- Born: Edward Delaval Henry Astley 14 April 1912
- Died: 25 April 2007 (aged 95)
- Children: Delaval Astley Justin Astley and Harriet Astley
- Parent(s): Albert Astley Marguerite Nevill

= Edward Astley, 22nd Baron Hastings =

English peer and government minister (1912–2007)

Edward Delaval Henry Astley, 22nd Baron Hastings, 12th Baronet Astley (14 April 1912 – 25 April 2007) was an English peer and government minister. He had many interests, including politics, ballet, charity work, Italy, and renovating Seaton Delaval Hall.

==Early life==
Lord Hastings was born at Melton Constable Hall in Norfolk, the son of Albert Astley, 21st Baron Hastings, and Marguerite Nevill, daughter of the 3rd Marquess of Abergavenny. The ancient Hastings barony had been established in 1290, but lay dormant from 1389, when there were multiple claimants, and then abeyant from 1542. It was revived for Jacob Astley in 1841, who became the 16th Baron.
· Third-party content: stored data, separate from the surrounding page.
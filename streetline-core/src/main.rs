//! Streetline headless runner
//!
//! Drives the core through a scripted session without a window, records
//! the inputs, then replays the recording and checks the state hash.
//!
//! Usage: `streetline-sim [config.json]`

use anyhow::{bail, Context, Result};
use tracing::{info, warn};
use tracing_subscriber::{EnvFilter, FmtSubscriber};

use streetline::{
    TICK_RATE, VERSION,
    config::GameConfig,
    game::{
        events::GameEventData,
        input::{InputFrame, InputRecording},
        render::DrawList,
        state::GameState,
        tick::{replay, FrameResult, Game},
    },
};

/// One step of the scripted session: hold `flags` for `frames` frames.
struct Step {
    name: &'static str,
    flags: u8,
    frames: u32,
}

impl Step {
    const fn new(name: &'static str, flags: u8, frames: u32) -> Self {
        Self { name, flags, frames }
    }
}

/// Menu → play → walk to the end zone → pause/resume.
const SCRIPT: &[Step] = &[
    Step::new("menu idle", 0, 30),
    Step::new("confirm", InputFrame::CONFIRM, 1),
    Step::new("release", 0, 5),
    Step::new("walk right", InputFrame::RIGHT, 300),
    Step::new("jump while walking", InputFrame::RIGHT | InputFrame::JUMP, 10),
    Step::new("walk down-right", InputFrame::RIGHT | InputFrame::DOWN, 120),
    Step::new("walk up-right", InputFrame::RIGHT | InputFrame::UP, 480),
    Step::new("pause", InputFrame::PAUSE, 20),
    Step::new("paused, keys ignored", InputFrame::RIGHT, 60),
    Step::new("resume", InputFrame::PAUSE, 1),
    Step::new("settle", 0, 60),
];

fn main() -> Result<()> {
    // Initialize logging
    let subscriber = FmtSubscriber::builder()
        .with_env_filter(
            EnvFilter::try_from_default_env().unwrap_or_else(|_| EnvFilter::new("info")),
        )
        .finish();
    tracing::subscriber::set_global_default(subscriber)
        .context("failed to set tracing subscriber")?;

    info!("Streetline Sim v{}", VERSION);
    info!("Frame Rate: {} Hz", TICK_RATE);

    let config = match std::env::args().nth(1) {
        Some(path) => {
            info!("Loading config from {}", path);
            GameConfig::load(&path).with_context(|| format!("loading config {}", path))?
        }
        None => GameConfig::default(),
    };
    config.validate().context("invalid config")?;
    info!(mode = ?config.player.mode, end_x = config.level.end_x, "config ready");

    run_session(config)
}

/// Run the script, replay it, then exercise game over → menu.
fn run_session(config: GameConfig) -> Result<()> {
    info!("=== Starting Scripted Session ===");

    let dt = 1.0 / TICK_RATE as f32;
    let mut game = Game::new(config);
    let mut recording = InputRecording::new();
    let mut draw_list = DrawList::new();
    let mut total_events = 0;

    for step in SCRIPT {
        info!("Step: {} ({} frames)", step.name, step.frames);
        for _ in 0..step.frames {
            let input = InputFrame::from_flags(step.flags);
            recording.record(dt, input);
            let result = game.frame(dt, input);
            total_events += result.events.len();
            log_events(&result);

            draw_list.clear();
            game.draw(&mut draw_list);
        }
    }

    let player = game.player();
    info!(
        "After script: state={} position={} camera={} mission_complete={}",
        game.state(),
        player.position(),
        game.camera().position(),
        game.mission_complete()
    );
    info!("Draw calls last frame: {}", draw_list.commands().len());

    if !game.mission_complete() {
        warn!("Player did not reach the end zone; level may be longer than the script");
    }

    let live_hash = game.compute_hash();
    info!("Live State Hash: {}", hex::encode(live_hash));

    // Verify the recording replays to the same state
    info!("=== Verifying Replay ===");
    let bytes = recording.to_bytes()?;
    info!(
        "Recording: {} frames, {} deltas, {} bytes, hash {}",
        recording.frame_count(),
        recording.delta_count(),
        bytes.len(),
        hex::encode(recording.compute_hash())
    );

    let decoded = InputRecording::from_bytes(&bytes)?;
    let (replayed, replay_events) = replay(config, &decoded);
    let replay_hash = replayed.compute_hash();
    info!("Replay State Hash: {}", hex::encode(replay_hash));

    if live_hash == replay_hash {
        info!("REPLAY VERIFIED: Hashes match ({} events replayed)", replay_events.len());
    } else {
        bail!(
            "replay diverged: live {} vs replay {}",
            hex::encode(live_hash),
            hex::encode(replay_hash)
        );
    }

    // Loss conditions are not part of gameplay yet; drive the hook directly.
    info!("=== Game Over Hook ===");
    if !game.trigger_game_over() {
        bail!("game over hook ignored in state {}", game.state());
    }
    let result = game.frame(dt, InputFrame::from_flags(InputFrame::CONFIRM));
    total_events += result.events.len();
    log_events(&result);

    if result.state != GameState::Menu {
        bail!("expected menu after confirming game over, got {}", result.state);
    }
    info!(
        "Back on menu: position={} camera={} level_complete={}",
        game.player().position(),
        game.camera().position(),
        game.level().is_complete()
    );

    let result = game.frame(dt, InputFrame::from_flags(InputFrame::EXIT));
    log_events(&result);
    total_events += result.events.len();

    info!("Total frames: {}", game.frame_count());
    info!("Total events: {}", total_events);
    Ok(())
}

fn log_events(result: &FrameResult) {
    for event in &result.events {
        match &event.data {
            GameEventData::StateChanged { from, to } => {
                info!("Frame {}: {} -> {}", event.frame, from, to);
            }
            GameEventData::LevelCompleted { position } => {
                info!("Frame {}: mission complete at {}", event.frame, position);
            }
            GameEventData::GameReset => {
                info!("Frame {}: game reset", event.frame);
            }
            GameEventData::ExitRequested => {
                info!("Frame {}: exit requested", event.frame);
            }
            GameEventData::PlayerJumped { .. } | GameEventData::PlayerLanded { .. } => {}
        }
    }
}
He was educated at Eton, but his father decided that he was not clever enough to attend Cambridge University. He was sent to learn French and Spanish overseas. He was a friend of Sarah Churchill, daughter of Winston Churchill.

==Career==

===Early career and military service===
He worked for the Gold Coast Selection Trust in the City of London, and joined the supplementary reserve of the Coldstream Guards in the 1930s. He spent 14 months in the United States, taking a road trip of 22000 mi in a Ford V-8. He returned to England when the Second World War broke out, arriving home shortly before the evacuation from Dunkirk. He transferred to Intelligence Corps, and was posted to North Africa and then Italy, where his language skills became valuable. He ran radio and theatre services in liberated Italy.

===Rhodesia===
Back in England, he became a director of London and Eastern Trade Bank, before leaving London to run a 5000 acre farm near Salisbury in Southern Rhodesia, growing Virginia tobacco, maize, peanuts and pasture seed. He became active in the local United Party. He met his wife, the former model Katie Hinton (known as Nicki), daughter of Captain H. V. Hinton, in Africa. They married in 1954 and honeymooned on Elba, where he later built a holiday villa for his family, including three children and his two stepchildren. He supported Garfield Todd's United Rhodesia party.

==22nd Baron Hastings==
He spent more time in England after he succeeded to the titles on his father's death in 1956. While the family seat, Melton Constable Hall in Norfolk, had been sold to the Duke of Westminster in 1948, Hastings took up residence at Fulmodeston Hall in the same county. Having taken up his seat in the House of Lords, he became a government whip in the Conservative administrations of Harold Macmillan and Alec Douglas-Home from 1961 to 1962 and from 1962 to 1964 was Parliamentary Secretary to Sir Keith Joseph, the Minister of Housing and Local Government.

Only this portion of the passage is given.